- [TO DO] Each line below that holds the word "external" counts once; state the total number of such lines and nothing else.

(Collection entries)

--

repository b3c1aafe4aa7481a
use std::collections::HashMap;

use async_trait::async_trait;
use chrono::NaiveDate;
use serde::{Deserialize, Serialize};
use tokio::sync::Mutex;

use crate::error::Result;

/// A citizen record as returned by the external registry.
#[derive(Debug, Clone, PartialEq, Eq, Serialize, Deserialize)]
pub struct CitizenRecord {
    pub aadhar_number: String,
    pub full_name: String,
    pub date_of_birth: NaiveDate,
}

/// The external citizen registry.
///
/// The voting core performs a single identity cross-check per eligibility
/// resolution; it never stores or mutates citizen records.
#[async_trait]
pub trait CitizenRegistry: Send + Sync {
    /// Look up a citizen by identity. The registry enforces its own format
    /// and consistency checks; a date-of-birth mismatch is a miss.
    async fn lookup_by_identity(
        &self,
        aadhar_number: &str,
        date_of_birth: NaiveDate,
    ) -> Result<Option<CitizenRecord>>;
}

/// In-memory registry stand-in, used by tests and demos.
#[derive(Debug, Default)]
pub struct MemoryCitizenRegistry {
    citizens: Mutex<HashMap<String, CitizenRecord>>,
}

impl MemoryCitizenRegistry {
    pub fn new() -> Self {
        Self::default()
    }

    pub async fn insert(&self, record: CitizenRecord) {
        self.citizens
            .lock()
            .await
            .insert(record.aadhar_number.clone(), record);
    }
}

#[async_trait]
impl CitizenRegistry for MemoryCitizenRegistry {
    async fn lookup_by_identity(
        &self,
        aadhar_number: &str,
        date_of_birth: NaiveDate,
    ) -> Result<Option<CitizenRecord>> {
        Ok(self
            .citizens
            .lock()
            .await
            .get(aadhar_number)
            .filter(|citizen| citizen.date_of_birth == date_of_birth)
            .cloned())
    }
}
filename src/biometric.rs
use async_trait::async_trait;
use rand::Rng;
use serde::{Deserialize, Serialize};

use crate::error::Result;

/// Confidence score (0-100) below which verification fails, for every gate
/// implementation. Published and fixed; implementations cannot weaken it.
pub const MATCH_THRESHOLD: u8 = 75;

/// Upper bound on biometric attempts within one voting session.
pub const MAX_BIOMETRIC_ATTEMPTS: u8 = 3;

/// An opaque captured biometric sample (face capture, fingerprint, ...).
#[derive(Debug, Clone, Default, PartialEq, Eq, Serialize, Deserialize)]
pub struct BiometricSample(Vec<u8>);

impl BiometricSample {
    pub fn new(bytes: impl Into<Vec<u8>>) -> Self {
        Self(bytes.into())
    }

    pub fn is_empty(&self) -> bool {
        self.0.is_empty()
    }

    pub fn as_bytes(&self) -> &[u8] {
        &self.0
    }
}

/// The result of one biometric verification call.
#[derive(Debug, Copy, Clone, PartialEq, Eq, Serialize, Deserialize)]
pub struct VerificationOutcome {
    pub passed: bool,
    pub confidence: u8,
}

/// A pluggable matching capability, stateless per call.
///
/// Implementations supply only the raw confidence score; the pass/fail
/// decision lives in the provided `verify` so that no implementation can
/// weaken the threshold or pass an absent sample. Cancel-safe: dropping the
/// returned future has no effect on any other component.
#[async_trait]
pub trait BiometricGate: Send + Sync {
    /// Raw similarity between the samples, scored 0-100.
    async fn match_confidence(
        &self,
        live: &BiometricSample,
        reference: &BiometricSample,
    ) -> Result<u8>;

    /// Full verification: absent samples never pass, and
    /// [`MATCH_THRESHOLD`] decides the outcome.
    async fn verify(
        &self,
        live: &BiometricSample,
        reference: &BiometricSample,
    ) -> Result<VerificationOutcome> {
        if live.is_empty() || reference.is_empty() {
            return Ok(VerificationOutcome {
                passed: false,
                confidence: 0,
            });
        }
        let confidence = self.match_confidence(live, reference).await?.min(100);
        Ok(VerificationOutcome {
            passed: confidence >= MATCH_THRESHOLD,
            confidence,
        })
    }
}

/// Naive byte-similarity stand-in for a real matcher.
///
/// Deliberately simple: orchestration logic must be testable independently
/// of matching quality. Repeated captures of the same subject vary, so a
/// small calibrated jitter is applied to the score.
#[derive(Debug, Default)]
pub struct SimilarityGate;

#[async_trait]
impl BiometricGate for SimilarityGate {
    async fn match_confidence(
        &self,
        live: &BiometricSample,
        reference: &BiometricSample,
    ) -> Result<u8> {
        let len = live.as_bytes().len().max(reference.as_bytes().len());
        if len == 0 {
            return Ok(0);
        }
        let matching = live
            .as_bytes()
            .iter()
            .zip(reference.as_bytes())
            .filter(|(a, b)| a == b)
            .count();
        let score = (matching * 100 / len) as i16;
        let jitter = rand::thread_rng().gen_range(-3i16..=3);
        Ok((score + jitter).clamp(0, 100) as u8)
    }
}
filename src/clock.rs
use chrono::{DateTime, Utc};

/// Source of the server-trusted current instant.
///
/// Every phase decision goes through this; a client-submitted timestamp may
/// be recorded for audit display but must never reach a phase comparison.
pub trait Clock: Send + Sync {
    fn now(&self) -> DateTime<Utc>;
}

/// The real system clock.
#[derive(Debug, Default)]
pub struct SystemClock;

impl Clock for SystemClock {
    fn now(&self) -> DateTime<Utc> {
        Utc::now()
    }
}
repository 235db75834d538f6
use async_trait::async_trait;

use crate::domain::model::StoredUser;

/// Persistence port of the credential service.
#[async_trait]
pub trait UsersRepository: Send + Sync {
    /// Lookup by the normalized (lower-cased) email.
    async fn find_by_email(&self, email: &str) -> anyhow::Result<Option<StoredUser>>;
    async fn email_exists(&self, email: &str) -> anyhow::Result<bool>;
    /// `Ok(false)` when the email is already taken.
    async fn insert(&self, user: StoredUser) -> anyhow::Result<bool>;
}
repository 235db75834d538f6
use std::sync::Arc;

use async_trait::async_trait;
use auth::contract::client::AuthApi;
use modkit::{DbModule, Module, ModuleCtx, RestfulModule};
use sea_orm::DatabaseConnection;
use sea_orm_migration::MigratorTrait;
use tracing::{debug, info};

use crate::api::rest::routes;
use crate::config::TasksConfig;
use crate::contract::client::TasksApi;
use crate::domain::service::Service;
use crate::gateways::local::TasksLocalClient;
use crate::infra::storage::{migrations::Migrator, sea_orm_repo::SeaOrmTasksRepository};

pub const MODULE_NAME: &str = "tasks";

/// Task module: owns the `tasks` table, consumes [`AuthApi`] from the hub
/// and publishes [`TasksApi`].
#[derive(Default)]
pub struct Tasks {
    service: arc_swap::ArcSwapOption<Service>,
    auth: arc_swap::ArcSwapOption<Arc<dyn AuthApi>>,
}

#[async_trait]
impl Module for Tasks {
    async fn init(&self, ctx: &ModuleCtx) -> anyhow::Result<()> {
        info!("Initializing tasks module");

        let cfg: TasksConfig = ctx.module_config()?;
        cfg.validate()?;
        debug!(
            default_page_size = cfg.default_page_size,
            max_page_size = cfg.max_page_size,
            max_title_length = cfg.max_title_length,
            "Loaded tasks config"
        );

        let auth = ctx
            .client_hub()
            .get::<dyn AuthApi>()
            .map_err(|e| anyhow::anyhow!("tasks requires the auth module: {e}"))?;

        let db = ctx.db_required()?;
        let repo = SeaOrmTasksRepository::new(db);
        let service = Arc::new(Service::new(Arc::new(repo), cfg.into()));

        self.service.store(Some(service.clone()));
        self.auth.store(Some(Arc::new(auth)));

        let api: Arc<dyn TasksApi> = Arc::new(TasksLocalClient::new(service));
        ctx.client_hub().register::<dyn TasksApi>(api);
        info!("TasksApi exposed to ClientHub");
        Ok(())
    }
}

#[async_trait]
impl DbModule for Tasks {
    async fn migrate(&self, db: &DatabaseConnection) -> anyhow::Result<()> {
        info!("Running tasks database migrations");
        Migrator::up(db, None).await?;
        Ok(())
    }
}

impl RestfulModule for Tasks {
    fn register_rest(&self, _ctx: &ModuleCtx, router: axum::Router) -> anyhow::Result<axum::Router> {
        let service = self
            .service
            .load_full()
            .ok_or_else(|| anyhow::anyhow!("tasks service not initialized"))?;
        let auth = self
            .auth
            .load_full()
            .ok_or_else(|| anyhow::anyhow!("auth client not resolved"))?;
        let router = routes::register_routes(router, service, (*auth).clone())?;
        info!("Tasks REST routes registered");
        Ok(router)
    }
}
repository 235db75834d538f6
use axum::response::Json;
use serde_json::{json, Value};

pub async fn health_check() -> Json<Value> {
    Json(json!({
        "status": "healthy",
        "timestamp": chrono::Utc::now().to_rfc3339()
    }))
}
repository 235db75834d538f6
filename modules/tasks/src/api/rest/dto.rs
use chrono::{DateTime, Utc};
use serde::{Deserialize, Serialize};
use uuid::Uuid;

use crate::contract::model::{NewTask, Task, TaskPatch, TaskQuery};

/// REST DTO for task representation
#[derive(Debug, Clone, Serialize, Deserialize, PartialEq, Eq)]
pub struct TaskDto {
    pub id: Uuid,
    pub owner_id: Uuid,
    pub title: String,
    pub completed: bool,
    pub created_at: DateTime<Utc>,
    pub updated_at: DateTime<Utc>,
}

#[derive(Debug, Clone, Deserialize)]
pub struct CreateTaskReq {
    pub title: String,
}

/// Fields absent from the body are left untouched.
#[derive(Debug, Clone, Default, Deserialize)]
pub struct UpdateTaskReq {
    #[serde(default)]
    pub title: Option<String>,
    #[serde(default)]
    pub completed: Option<bool>,
}

/// `GET /api/tasks` query string. `priority` is accepted and not applied.
#[derive(Debug, Clone, Default, Deserialize)]
pub struct ListTasksQuery {
    pub search: Option<String>,
    pub priority: Option<String>,
    pub page: Option<u32>,
    pub limit: Option<u32>,
}

#[derive(Debug, Clone, Serialize, Deserialize, PartialEq, Eq)]
pub struct MessageDto {
    pub message: String,
}

impl From<Task> for TaskDto {
    fn from(t: Task) -> Self {
        Self {
            id: t.id,
            owner_id: t.owner_id,
            title: t.title,
            completed: t.completed,
            created_at: t.created_at,
            updated_at: t.updated_at,
        }
    }
}

impl From<CreateTaskReq> for NewTask {
    fn from(req: CreateTaskReq) -> Self {
        Self { title: req.title }
    }
}

impl From<UpdateTaskReq> for TaskPatch {
    fn from(req: UpdateTaskReq) -> Self {
        Self {
            title: req.title,
            completed: req.completed,
        }
    }
}

impl From<ListTasksQuery> for TaskQuery {
    fn from(q: ListTasksQuery) -> Self {
        Self {
            search: q.search,
            page: q.page,
            limit: q.limit,
        }
    }
}
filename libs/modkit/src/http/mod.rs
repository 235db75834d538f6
//! Outgoing HTTP helpers.

pub mod client;
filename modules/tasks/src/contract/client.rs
use async_trait::async_trait;
use uuid::Uuid;

use crate::contract::{
    error::TasksError,
    model::{NewTask, Task, TaskPatch, TaskQuery},
};

/// In-process API of the tasks module. Every call is scoped to `owner_id`.
#[async_trait]
pub trait TasksApi: Send + Sync {
    async fn create_task(&self, owner_id: Uuid, new_task: NewTask) -> Result<Task, TasksError>;

    async fn list_tasks(&self, owner_id: Uuid, query: TaskQuery) -> Result<Vec<Task>, TasksError>;

    async fn update_task(
        &self,
        owner_id: Uuid,
        id: Uuid,
        patch: TaskPatch,
    ) -> Result<Task, TasksError>;

    /// Returns whether a row was removed; absence is not an error.
    async fn delete_task(&self, owner_id: Uuid, id: Uuid) -> Result<bool, TasksError>;
}
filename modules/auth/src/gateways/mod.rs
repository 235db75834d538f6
pub mod local;
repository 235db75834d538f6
use chrono::{DateTime, Utc};
use uuid::Uuid;

#[derive(Debug, Clone, PartialEq, Eq)]
pub struct Task {
    pub id: Uuid,
    pub owner_id: Uuid,
    pub title: String,
    pub completed: bool,
    pub created_at: DateTime<Utc>,
    pub updated_at: DateTime<Utc>,
}

#[derive(Debug, Clone, PartialEq, Eq)]
pub struct NewTask {
    pub title: String,
}

/// Partial update; `None` fields are left untouched.
#[derive(Debug, Clone, PartialEq, Eq, Default)]
pub struct TaskPatch {
    pub title: Option<String>,
    pub completed: Option<bool>,
}

impl TaskPatch {
    pub fn is_empty(&self) -> bool {
        self.title.is_none() && self.completed.is_none()
    }
}

/// List parameters. Missing page/limit fall back to 1 and the configured
/// default page size.
#[derive(Debug, Clone, PartialEq, Eq, Default)]
pub struct TaskQuery {
    pub search: Option<String>,
    pub page: Option<u32>,
    pub limit: Option<u32>,
}
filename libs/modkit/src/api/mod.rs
//! HTTP API helpers shared by REST modules.

pub mod problem;
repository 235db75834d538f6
pub mod dto;
pub mod error;
pub mod handlers;
pub mod routes;
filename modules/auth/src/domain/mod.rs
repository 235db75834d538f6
pub mod error;
pub mod model;
pub mod password;
pub mod repo;
pub mod service;
pub mod token;
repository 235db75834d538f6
//! Login state kept in the local cache.

use std::sync::Arc;

use serde::{Deserialize, Serialize};
use tracing::{info, warn};

use crate::cache::{LocalCache, TASKS_KEY, TOKEN_KEY, USER_KEY};
use crate::error::BoardError;
use crate::remote::{HttpApi, RegisteredUser};

#[derive(Debug, Clone, PartialEq, Eq, Serialize, Deserialize)]
pub struct SessionUser {
    pub name: String,
}

pub struct Session {
    api: Arc<HttpApi>,
    cache: Arc<dyn LocalCache>,
}

impl Session {
    pub fn new(api: Arc<HttpApi>, cache: Arc<dyn LocalCache>) -> Self {
        Self { api, cache }
    }

    pub fn api(&self) -> Arc<HttpApi> {
        self.api.clone()
    }

    pub async fn register(
        &self,
        name: &str,
        email: &str,
        password: &str,
    ) -> Result<RegisteredUser, BoardError> {
        self.api.register(name, email, password).await
    }

    /// Stores the token and a display name taken from the email local part.
    pub async fn login(&self, email: &str, password: &str) -> Result<SessionUser, BoardError> {
        let token = self.api.login(email, password).await?;
        let user = SessionUser {
            name: email.split('@').next().unwrap_or_default().to_string(),
        };
        let user_json =
            serde_json::to_string(&user).map_err(|e| BoardError::cache(e.to_string()))?;

        self.cache.set(TOKEN_KEY, &token)?;
        self.cache.set(USER_KEY, &user_json)?;
        self.api.set_token(Some(token));
        info!(user = %user.name, "Logged in");
        Ok(user)
    }

    /// Picks up a token stored by an earlier [`login`](Self::login).
    pub fn restore(&self) -> Result<Option<SessionUser>, BoardError> {
        let Some(token) = self.cache.get(TOKEN_KEY)? else {
            return Ok(None);
        };
        self.api.set_token(Some(token));
        Ok(Some(self.current_user()?.unwrap_or_else(|| SessionUser {
            name: "User".to_string(),
        })))
    }

    pub fn current_user(&self) -> Result<Option<SessionUser>, BoardError> {
        let Some(raw) = self.cache.get(USER_KEY)? else {
            return Ok(None);
        };
        match serde_json::from_str(&raw) {
            Ok(user) => Ok(Some(user)),
            Err(e) => {
                warn!(error = %e, "Ignoring malformed user entry");
                Ok(None)
            }
        }
    }

    /// Clears the token, the user and the task cache.
    pub fn logout(&self) -> Result<(), BoardError> {
        self.api.set_token(None);
        for key in [TOKEN_KEY, USER_KEY, TASKS_KEY] {
            self.cache.remove(key)?;
        }
        info!("Logged out");
        Ok(())
    }
}
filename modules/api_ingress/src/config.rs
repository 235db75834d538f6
use serde::{Deserialize, Serialize};

/// `modules.api_ingress` section. Bind address and request timeout come from
/// the top-level `server` section instead.
#[derive(Debug, Clone, Deserialize, Serialize)]
#[serde(default, deny_unknown_fields)]
pub struct ApiIngressConfig {
    pub cors_enabled: bool,
    pub max_body_bytes: usize,
}

impl Default for ApiIngressConfig {
    fn default() -> Self {
        Self {
            cors_enabled: true,
            max_body_bytes: 1024 * 1024,
        }
    }
}
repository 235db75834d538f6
//! Process-level runtime support shared by TaskFlow binaries:
//! layered configuration, logging setup and home directory resolution.

pub mod config;
pub mod logging;
pub mod paths;

pub use config::{
    default_logging_config, AppConfig, CliArgs, DatabaseConfig, LoggingConfig, Section,
    ServerConfig,
};

use std::collections::HashMap;

/// Read-only view over the `modules` bag of an [`AppConfig`].
///
/// Binaries wrap this into whatever provider trait their module system expects.
pub trait ConfigProvider: Send + Sync {
    fn get_module_config(&self, module_name: &str) -> Option<&serde_json::Value>;
}

pub struct AppConfigProvider {
    modules: HashMap<String, serde_json::Value>,
}

impl AppConfigProvider {
    pub fn new(config: AppConfig) -> Self {
        Self {
            modules: config.modules,
        }
    }
}

impl ConfigProvider for AppConfigProvider {
    fn get_module_config(&self, module_name: &str) -> Option<&serde_json::Value> {
        self.modules.get(module_name)
    }
}
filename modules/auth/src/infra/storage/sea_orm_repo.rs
//! SeaORM adapter for [`UsersRepository`]. Generic over the connection so a
//! transaction can be passed in place of the pool.

use anyhow::Context;
use sea_orm::{
    ActiveModelTrait, ColumnTrait, ConnectionTrait, EntityTrait, PaginatorTrait, QueryFilter, Set,
    SqlErr,
};

use crate::domain::model::StoredUser;
use crate::domain::repo::UsersRepository;
use crate::infra::storage::entity::{ActiveModel as UserAM, Column, Entity as UserEntity};

pub struct SeaOrmUsersRepository<C>
where
    C: ConnectionTrait + Send + Sync,
{
    conn: C,
}

impl<C> SeaOrmUsersRepository<C>
where
    C: ConnectionTrait + Send + Sync,
{
    pub fn new(conn: C) -> Self {
        Self { conn }
    }
}

#[async_trait::async_trait]
impl<C> UsersRepository for SeaOrmUsersRepository<C>
where
    C: ConnectionTrait + Send + Sync + 'static,
{
    async fn find_by_email(&self, email: &str) -> anyhow::Result<Option<StoredUser>> {
        let found = UserEntity::find()
            .filter(Column::Email.eq(email))
            .one(&self.conn)
            .await
            .context("find_by_email failed")?;
        Ok(found.map(Into::into))
    }

    async fn email_exists(&self, email: &str) -> anyhow::Result<bool> {
        let count = UserEntity::find()
            .filter(Column::Email.eq(email))
            .count(&self.conn)
            .await
            .context("email_exists failed")?;
        Ok(count > 0)
    }

    async fn insert(&self, u: StoredUser) -> anyhow::Result<bool> {
        let m = UserAM {
            id: Set(u.id),
            name: Set(u.name),
            email: Set(u.email),
            password_hash: Set(u.password_hash),
            created_at: Set(u.created_at),
        };
        match m.insert(&self.conn).await {
            Ok(_) => Ok(true),
            Err(e) if matches!(e.sql_err(), Some(SqlErr::UniqueConstraintViolation(_))) => {
                Ok(false)
            }
            Err(e) => Err(anyhow::Error::new(e).context("insert failed")),
        }
    }
}
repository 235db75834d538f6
use chrono::{DateTime, Utc};
use sea_orm::entity::prelude::*;
use uuid::Uuid;

use crate::domain::model::StoredUser;

#[derive(Clone, Debug, PartialEq, Eq, DeriveEntityModel)]
#[sea_orm(table_name = "users")]
pub struct Model {
    #[sea_orm(primary_key, auto_increment = false)]
    pub id: Uuid,
    pub name: String,
    #[sea_orm(unique)]
    pub email: String,
    pub password_hash: String,
    pub created_at: DateTime<Utc>,
}

#[derive(Copy, Clone, Debug, EnumIter, DeriveRelation)]
pub enum Relation {}

impl ActiveModelBehavior for ActiveModel {}

impl From<Model> for StoredUser {
    fn from(m: Model) -> Self {
        Self {
            id: m.id,
            name: m.name,
            email: m.email,
            password_hash: m.password_hash,
            created_at: m.created_at,
        }
    }
}
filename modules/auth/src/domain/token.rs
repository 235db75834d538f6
//! HS256 JWT issuing and verification.

use chrono::{DateTime, Utc};
use jsonwebtoken::{decode, encode, errors::ErrorKind, Algorithm, DecodingKey, EncodingKey, Header, Validation};
use serde::{Deserialize, Serialize};
use std::time::Duration;
use uuid::Uuid;

use crate::contract::model::Principal;
use crate::domain::error::DomainError;

#[derive(Debug, Clone, Serialize, Deserialize, PartialEq, Eq)]
pub struct Claims {
    pub sub: String,
    pub name: String,
    pub iat: i64,
    pub exp: i64,
}

#[derive(Clone)]
pub struct TokenCodec {
    encoding: EncodingKey,
    decoding: DecodingKey,
    validation: Validation,
    ttl: Duration,
}

impl TokenCodec {
    pub fn new(secret: &str, ttl: Duration) -> Self {
        let mut validation = Validation::new(Algorithm::HS256);
        validation.leeway = 0;
        validation.set_required_spec_claims(&["exp", "sub"]);
        Self {
            encoding: EncodingKey::from_secret(secret.as_bytes()),
            decoding: DecodingKey::from_secret(secret.as_bytes()),
            validation,
            ttl,
        }
    }

    pub fn ttl(&self) -> Duration {
        self.ttl
    }

    /// Sign a token issued at `now`; returns it with its expiry.
    pub fn issue(
        &self,
        user_id: Uuid,
        name: &str,
        now: DateTime<Utc>,
    ) -> Result<(String, DateTime<Utc>), DomainError> {
        let ttl = chrono::Duration::from_std(self.ttl)
            .map_err(|e| DomainError::internal(format!("token ttl out of range: {e}")))?;
        let exp = now + ttl;
        let claims = Claims {
            sub: user_id.to_string(),
            name: name.to_string(),
            iat: now.timestamp(),
            exp: exp.timestamp(),
        };
        let token = encode(&Header::new(Algorithm::HS256), &claims, &self.encoding)
            .map_err(|e| DomainError::internal(format!("failed to sign token: {e}")))?;
        Ok((token, exp))
    }

    pub fn verify(&self, token: &str) -> Result<Principal, DomainError> {
        let data = decode::<Claims>(token, &self.decoding, &self.validation).map_err(|e| {
            let reason = match e.kind() {
                ErrorKind::ExpiredSignature => "token expired",
                ErrorKind::InvalidSignature => "bad signature",
                _ => "malformed token",
            };
            DomainError::invalid_token(reason)
        })?;
        let user_id = Uuid::parse_str(&data.claims.sub)
            .map_err(|_| DomainError::invalid_token("malformed subject"))?;
        Ok(Principal {
            user_id,
            name: data.claims.name,
        })
    }
}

--

- [SOLUTION TO THIS EXERCISE] 2